Nanang means Grandmother.

She was not mine by birth, but by marriage. A scandalous marriage, no less. I married her granddaughter, the only girl in a Catholic family from the Philippines. I was terrified to meet her family, of course. They were everything my own family had not been: west coast, military, close, loving. Safely middle class. A world away from everything I knew. I'm female, white, raised without religion by a single mom who was quite literally crazy, and who was anything-but-safely poor, with a splintered family I haven't spoken to in years. The only family in my daily life is the one I have made and found and collected, and I love them to pieces.

But this woman, this grandmother, this Catholic matriarch all of four and a half feet tall, took my hand the instant she met me, and dragged me off to the garden to show me her beloved orchids, and her succulents, and all of the flowers she nurtured in the arid California desert, and from that moment she was mine. Worlds fell into place.

She gave me not one second to feel insecure. I arrived at her door, and her arms and heart were wide open, waiting for me. She spoke almost no English and I spoke no llocano, and yet we were bonded in an instant. She pored over dozens of her old photo albums with me, carefully pointing out Buemils and Bañagas from a hundred years ago, and I memorized as many as I could because she was giving them to me, gifting me with a family that went back for eons.
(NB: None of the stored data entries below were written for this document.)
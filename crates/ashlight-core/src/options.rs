//! Startup options and the policies derived from them.
//!
//! Command-line parsing is owned by the platform layer; this is the parsed
//! result. The derived methods encode which combinations disable the
//! graphical intro, the alternate front-end menu, and cheat-free
//! bookkeeping.

// ---------------------------------------------------------------------------
// StartupOptions
// ---------------------------------------------------------------------------

/// Parsed startup flags and config settings this core reads.
#[derive(Debug, Clone, serde::Serialize, serde::Deserialize)]
#[serde(default)]
pub struct StartupOptions {
    /// Skip the graphical intro sequence.
    pub skip_intro: bool,
    /// Developer mode. Implies skipping the intro.
    pub dev_mode: bool,
    /// Config setting: run the graphical startup at all.
    pub graphical_startup: bool,
    /// Warp straight into the given map.
    pub warp: Option<u32>,
    /// Play back the named demo recording.
    pub play_demo: Option<String>,
    /// Record a demo under the given name.
    pub record_demo: Option<String>,
    /// Play back the named demo while timing the frame rate.
    pub time_demo: Option<String>,
    /// Load the game in the given save slot at startup.
    pub load_slot: Option<u32>,
    /// Explicitly disable the alternate front-end menu.
    pub no_frontend: bool,
    /// Run as a dedicated server.
    pub dedicated_server: bool,
    /// Query servers and exit.
    pub query_mode: bool,
    /// Connect to the given server address.
    pub connect: Option<String>,
    /// Join a network game as a passive drone.
    pub drone: bool,
    /// Single-player netgame emulation.
    pub solo_net: bool,
    /// Control-testing mode (invoked by the setup tool).
    pub test_controls: bool,
    /// Running as a screensaver.
    pub screensaver: bool,
    /// Config setting: show the end-of-run text screen at exit.
    pub show_end_screen: bool,
}

impl Default for StartupOptions {
    fn default() -> Self {
        Self {
            skip_intro: false,
            dev_mode: false,
            graphical_startup: true,
            warp: None,
            play_demo: None,
            record_demo: None,
            time_demo: None,
            load_slot: None,
            no_frontend: false,
            dedicated_server: false,
            query_mode: false,
            connect: None,
            drone: false,
            solo_net: false,
            test_controls: false,
            screensaver: false,
            show_end_screen: false,
        }
    }
}

// Cheat scoping: some flags only count as cheating in single player, some
// only in multiplayer, some in both.
const CHEAT_SP: u8 = 0x01;
const CHEAT_MP: u8 = 0x02;
const CHEAT_ANY: u8 = CHEAT_SP | CHEAT_MP;

impl StartupOptions {
    /// Whether the graphical startup intro runs.
    pub fn intro_enabled(&self) -> bool {
        self.graphical_startup && !self.skip_intro && !self.dev_mode && !self.test_controls
    }

    /// Whether the alternate front-end menu runs. Several modes disable it
    /// implicitly on top of the explicit flag.
    pub fn frontend_enabled(&self) -> bool {
        !(self.no_frontend
            || self.dev_mode
            || self.warp.is_some()
            || self.play_demo.is_some()
            || self.record_demo.is_some()
            || self.time_demo.is_some()
            || self.dedicated_server
            || self.query_mode
            || self.connect.is_some()
            || self.drone
            || self.solo_net)
    }

    /// Whether startup goes straight into gameplay, skipping the
    /// intro/demo cycle entirely.
    pub fn autostart(&self) -> bool {
        self.warp.is_some()
            || self.play_demo.is_some()
            || self.record_demo.is_some()
            || self.time_demo.is_some()
            || self.load_slot.is_some()
            || self.test_controls
    }

    fn cheat_mask(&self) -> u8 {
        let mut mask = 0;
        if self.dev_mode || self.test_controls {
            mask |= CHEAT_ANY;
        }
        if self.play_demo.is_some() || self.time_demo.is_some() || self.record_demo.is_some() {
            mask |= CHEAT_ANY;
        }
        if self.warp.is_some() || self.load_slot.is_some() {
            mask |= CHEAT_SP;
        }
        mask
    }

    /// Whether cheat-free bookkeeping is suspended for this session.
    pub fn engages_cheats(&self, netgame: bool) -> bool {
        let scope = if netgame { CHEAT_MP } else { CHEAT_SP };
        self.cheat_mask() & scope != 0
    }
}

// ===========================================================================
// Tests
// ===========================================================================

#[cfg(test)]
mod tests {
    use super::*;

    #[test]
    fn defaults_run_the_full_presentation() {
        let opts = StartupOptions::default();
        assert!(opts.intro_enabled());
        assert!(opts.frontend_enabled());
        assert!(!opts.autostart());
        assert!(!opts.engages_cheats(false));
        assert!(!opts.engages_cheats(true));
    }

    #[test]
    fn dev_mode_implies_no_intro_and_no_frontend() {
        let opts = StartupOptions {
            dev_mode: true,
            ..Default::default()
        };
        assert!(!opts.intro_enabled());
        assert!(!opts.frontend_enabled());
        assert!(opts.engages_cheats(false));
        assert!(opts.engages_cheats(true));
    }

    #[test]
    fn graphical_startup_config_disables_intro() {
        let opts = StartupOptions {
            graphical_startup: false,
            ..Default::default()
        };
        assert!(!opts.intro_enabled());
        // The frontend is unaffected by the intro config.
        assert!(opts.frontend_enabled());
    }

    #[test]
    fn network_modes_disable_frontend() {
        for opts in [
            StartupOptions {
                dedicated_server: true,
                ..Default::default()
            },
            StartupOptions {
                query_mode: true,
                ..Default::default()
            },
            StartupOptions {
                connect: Some("10.0.0.2".into()),
                ..Default::default()
            },
            StartupOptions {
                drone: true,
                ..Default::default()
            },
        ] {
            assert!(!opts.frontend_enabled(), "{opts:?}");
        }
    }

    #[test]
    fn warp_autostarts_and_cheats_single_player_only() {
        let opts = StartupOptions {
            warp: Some(23),
            ..Default::default()
        };
        assert!(opts.autostart());
        assert!(opts.engages_cheats(false));
        assert!(!opts.engages_cheats(true));
    }

    #[test]
    fn demo_playback_cheats_everywhere() {
        let opts = StartupOptions {
            play_demo: Some("run1".into()),
            ..Default::default()
        };
        assert!(opts.autostart());
        assert!(opts.engages_cheats(false));
        assert!(opts.engages_cheats(true));
    }

    #[test]
    fn load_slot_skips_demo_cycle() {
        let opts = StartupOptions {
            load_slot: Some(3),
            ..Default::default()
        };
        assert!(opts.autostart());
        assert!(opts.engages_cheats(false));
    }
}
With a look, she demanded that I paint her fingernails with my most shocking pink laquer, and when I was finished, she twitched her nightgown hem aside to reveal her toes, painted an identical pink from her own collection. I loved her completely, without reservation.

This November, we will travel again to Cali for the one year anniversary of her death. We will gather with the rest of the family and friends to whom she meant everything, and who against all odds accepted me as quickly and easily as my beloved Nanang did. We will celebrate her life, and grieve our loss together. We will say the prayers, and we will laugh and cry and strengthen the bonds she started, and we will remember her example of how to be a human: be kind, be humble and still be proud, work hard at whatever you do, don't be wasteful, include and hug all the children, love without reservation. And glitter every single chance you get.